Analizan un nuevo canje para postergar el pago de la deuda

Analizan un nuevo canje para postergar el pago de la deuda
Involucra a los Boden 2012; el Gobierno también planea usar recursos de la Anses y del BCRA
Mientras la economía exhibe crecientes signos de retracción, el Gobierno analiza diversas alternativas para poder cumplir con el pago de la deuda este año, que incluyen un canje de los Boden 2012, una colocación en el mercado doméstico, la recompra de títulos y el refuerzo de emisiones dentro del Estado, sobre todo colocadas a la Administración Nacional de la Seguridad Social (Anses).

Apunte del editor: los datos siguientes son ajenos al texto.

use std::path::Path;

use svg::node::element::path::Data;
use svg::node::element::{Circle, Path as SvgPath, Text};
use svg::{Document, Node};

use crate::error::{Result, SundialError};
use crate::sink::{DrawingSink, PointMarker, Polyline, TextLabel};
use crate::types::PlanePoint;

const STROKE_WIDTH: f64 = 0.26;
const DASH: &str = "1.58749792,1.58749792";
const MARKER_RADIUS: f64 = 0.5;
const VIEW_MARGIN: f64 = 10.0;

pub struct SvgSink {
    document: Document,
    element_count: usize,
}

impl SvgSink {
    pub fn new(min_x: f64, min_y: f64, width: f64, height: f64) -> Self {
        let document = Document::new()
            .set("width", format!("{}mm", width))
            .set("height", format!("{}mm", height))
            .set("xmlns:inkscape", "http://www.inkscape.org/namespaces/inkscape")
            .set("viewBox", (min_x, min_y, width, height));
        Self {
            document,
            element_count: 0,
        }
    }

    // The view is centred on the gnomon, so offsets smaller than the
    // bounding half-size still show the whole dial.
    pub fn for_dial(origin: PlanePoint, bounding_half_size: f64) -> Self {
        let reach = bounding_half_size + VIEW_MARGIN;
        let size = (2.0 * reach).max(1.0);
        Self::new(origin.x - reach, origin.y - reach, size, size)
    }

    pub fn element_count(&self) -> usize {
        self.element_count
    }

    fn push<T: Into<Box<dyn Node>>>(&mut self, node: T) {
        self.document.append(node);
        self.element_count += 1;
    }

    pub fn into_document(self) -> Document {
        self.document
    }

    pub fn to_svg_string(&self) -> String {
        self.document.to_string()
    }

    pub fn save(&self, path: &Path) -> Result<()> {
        svg::save(path, &self.document).map_err(|source| SundialError::Io {
            path: path.to_path_buf(),
            source,
        })
    }
}

impl DrawingSink for SvgSink {
    fn polyline(&mut self, polyline: &Polyline) {
        let Some((first, rest)) = polyline.points.split_first() else {
            return;
        };
        let mut data = Data::new().move_to((first.x as f32, first.y as f32));
        for p in rest {
            data = data.line_to((p.x as f32, p.y as f32));
        }
        let mut path = SvgPath::new()
            .set("fill", "none")
            .set("stroke", polyline.color.to_string())
            .set("stroke-width", STROKE_WIDTH)
            .set("stroke-linejoin", "round")
            .set("stroke-linecap", "round")
            .set("d", data);
        if polyline.dashed {
            path = path
                .set("stroke-dasharray", DASH)
                .set("stroke-dashoffset", 0);
        }
        if let Some(label) = &polyline.label {
            path = path.set("inkscape:label", label.as_str());
        }
        self.push(path);
    }

    fn marker(&mut self, marker: &PointMarker) {
        let fill = if marker.filled {
            marker.color.to_string()
        } else {
            "none".to_string()
        };
        let circle = Circle::new()
            .set("cx", marker.position.x)
            .set("cy", marker.position.y)
            .set("r", MARKER_RADIUS)
            .set("stroke", marker.color.to_string())
            .set("stroke-width", STROKE_WIDTH)
            .set("fill", fill);
        self.push(circle);
    }

    fn label(&mut self, label: &TextLabel) {
        let text = Text::new(label.text.as_str())
            .set("x", label.position.x)
            .set("y", label.position.y)
            .set("text-anchor", label.anchor.as_str())
            .set("font-size", "3px")
            .set("font-family", "sans-serif");
        self.push(text);
    }
}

Más atrás sigue latente la posibilidad de desarrollar otro canje con los bonistas que siguen en default, por unos 20.000 millones de dólares, más los intereses.

Fuentes del Palacio de Hacienda indicaron a LA NACION que la Secretaría de Finanzas "analiza un canje de los Boden 2012" que vencen este año y el próximo. "Esa es la prioridad en términos del manejo de los pasivos públicos; se están estudiando las diferentes posibilidades", indicaron en la cartera oficial, luego del canje de los préstamos garantizados.

Y aunque desde los despachos oficiales se indicó en enero que había un colchón suficiente para afrontar el programa financiero de 2009, la desaceleración de los ingresos generó mayor stress .

Sólo en agosto próximo el Gobierno debería pagar US$ 2500 millones por este título soberano; se trata del vencimiento más importante que resta en el año, secundado por el pago en septiembre y diciembre de Discount y Par por unos US$ 2000 millones y de un monto similar por el cupón ligado al crecimiento.

Análisis de propuestas

El jefe de Gabinete, Sergio Massa, y el secretario de Finanzas, Hernán Lorenzino, han mantenido varias reuniones con bancos e inversores para analizar propuestas, aunque aún cuesta elegir alguna por el alto rendimiento de este título surgido después del default de 2001.

La versión de un canje ya había surgido hace un par de semanas y luego se enfrió, por lo que el bono al que el Gobierno considera como su "estrella" perdió casi un 10% de su valor en tres jornadas y sólo ayer cayó un 3,14 por ciento.

Pese al desánimo del mercado, en la cartera que conduce Carlos Fernández insisten en que la operación puede llevarse a cabo y que hay conversaciones con bancos como el Galicia y el Hipotecario, que tienen un stock importante de estos bonos, además de dialogar con los inversores internacionales que han pasado por Gobierno y Economía en las últimas semanas.

Las dos opciones más fuertes que se barajaban era cambiarlo por un Discount o por un Bonar a 10 años. Ante esos escenarios, el banco de inversión Barclays indicó que elegir el Discount implicaría una fuerte suba en el monto de la deuda, mientras que el otro bono aparece más conveniente para el Estado, aunque restaría armar un "blindaje" jurídico para evitar un posible embargo en EE.UU.

En un informe, la entidad -que es una de las principales interesadas en que el Gobierno lleve adelante alguna operación en este crítico contexto para las finanzas globales- admitió que es posible que se adelante una parte del pago en efectivo previsto para agosto, aunque parece menos probable que también se abone ahora el vencimiento del año próximo.

Si ese canje se complicara, la opción sería la recompra de este bono si se profundiza su caída. En 2008, el Gobierno ya realizó tímidas recompras de la deuda por US$ 300 millones; una operación que involucre al Boden 2012 requiere de una audacia poco imaginable en un contexto preelectoral y de problemas fiscales.

En paralelo, Economía discute en términos acalorados con la Anses para colocarle otra letra del Tesoro; convertido en el principal agente de crédito de la economía, el organismo que conduce Amado Boudou, secundado por Sergio Chodos, no ha mostrado demasiada voluntad en estos días para cooperar en ese sentido.

En Economía también contabilizaban unos $ 6000 millones en adelantos del Banco Central para pagar la deuda, aunque reconocen que si la batalla por el control del dólar se extiende, no será fácil que el organismo ceda esos recursos.

En secreto, también siguen las reuniones con representantes de bonistas con deuda en default. El JP Morgan sugirió esta semana crear un fideicomiso para que el eventual canje incluya la compra de activos productivos, mientras que el fondo Elliot propuso aportar recursos para recomprar deuda o intervenir en el mercado de seguros contra el default.